Figure 5.

SFN-mediated changes in global DNA methylation (A), the expression profile and mRNA levels of selected genes involved in DNA methylation and transcriptional repression (B, C), the levels of DNA methyltransferase proteins, namely DNMT1, DNMT2, DNMT3A and DNMT3B (D) and the levels of m⁶A RNA methylation (E) in breast cancer cells. (A) DNA methylation was estimated as a 5-methyl-2′-deoxycytidine (5-mdC) level using ELISA-based assay (Epigentek).
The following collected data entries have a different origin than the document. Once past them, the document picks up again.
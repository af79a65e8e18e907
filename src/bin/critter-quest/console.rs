//! Paced output and line prompts.

use std::io::{self, BufRead, Write};
use std::thread;
use std::time::Duration;

/// Terminal I/O with narration pacing.
pub struct Console {
    delay: Duration,
    input: io::StdinLock<'static>,
    output: io::Stdout,
}

impl Console {
    pub fn new(delay: Duration) -> Self {
        Self {
            delay,
            input: io::stdin().lock(),
            output: io::stdout(),
        }
    }

    /// Print a line one character at a time.
    pub fn narrate(&mut self, text: &str) -> io::Result<()> {
        if self.delay.is_zero() {
            return self.say(text);
        }

        let mut out = self.output.lock();
        for ch in text.chars() {
            write!(out, "{ch}")?;
            out.flush()?;
            thread::sleep(self.delay);
        }
        writeln!(out)
    }

    /// Print a line immediately.
    pub fn say(&mut self, text: &str) -> io::Result<()> {
        writeln!(self.output.lock(), "{text}")
    }

    pub fn pause(&self, duration: Duration) {
        if !self.delay.is_zero() {
            thread::sleep(duration);
        }
    }

    /// Show `prompt` and read one line. `None` at end of input.
    pub fn ask(&mut self, prompt: &str) -> io::Result<Option<String>> {
        {
            let mut out = self.output.lock();
            write!(out, "{prompt}")?;
            out.flush()?;
        }

        let mut line = String::new();
        if self.input.read_line(&mut line)? == 0 {
            return Ok(None);
        }
        Ok(Some(line.trim_end_matches(&['\r', '\n'][..]).to_string()))
    }
}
Bars indicate SD, n = 3, ^*p < 0.05, ^**p < 0.01, ^***p < 0.001 compared to the control (ANOVA and Dunnett's a posteriori test). Treatment with an inhibitor of DNA methylation 5-aza-2'-deoxycytidine (5-aza-dC) (5 µM, 24 h treatment) served as a negative control. (B, C) The expression profile of selected genes involved in DNA methylation and transcriptional repression. (B) A heat map generated from qRT-PCR data is shown. Hierarchical clustering was created using Genesis 1.7.7 software. (C) SFN-mediated upregulation (red) and downregulation (blue) of DNA methylation and transcriptional repression genes. ΔΔCt values are shown. (D) Western blot analysis of DNMT1, DNMT2, DNMT3A and DNMT3B levels. Anti-β-actin antibody was used as a loading control. The data represent the relative density normalized to β-actin. Bars indicate SD, n = 3, ^***p < 0.001, ^**p < 0.01, ^*p < 0.05 compared to the control (ANOVA and Dunnett's a posteriori test). (E) The levels of N⁶-methyladenosine (m⁶A) in RNA samples were measured using EpiQuik m⁶A RNA Methylation Quantification Kit. Bars indicate SD, n=3, ^***p < 0.001 compared to the control (ANOVA and Dunnett's a posteriori test). SFN, sulforaphane.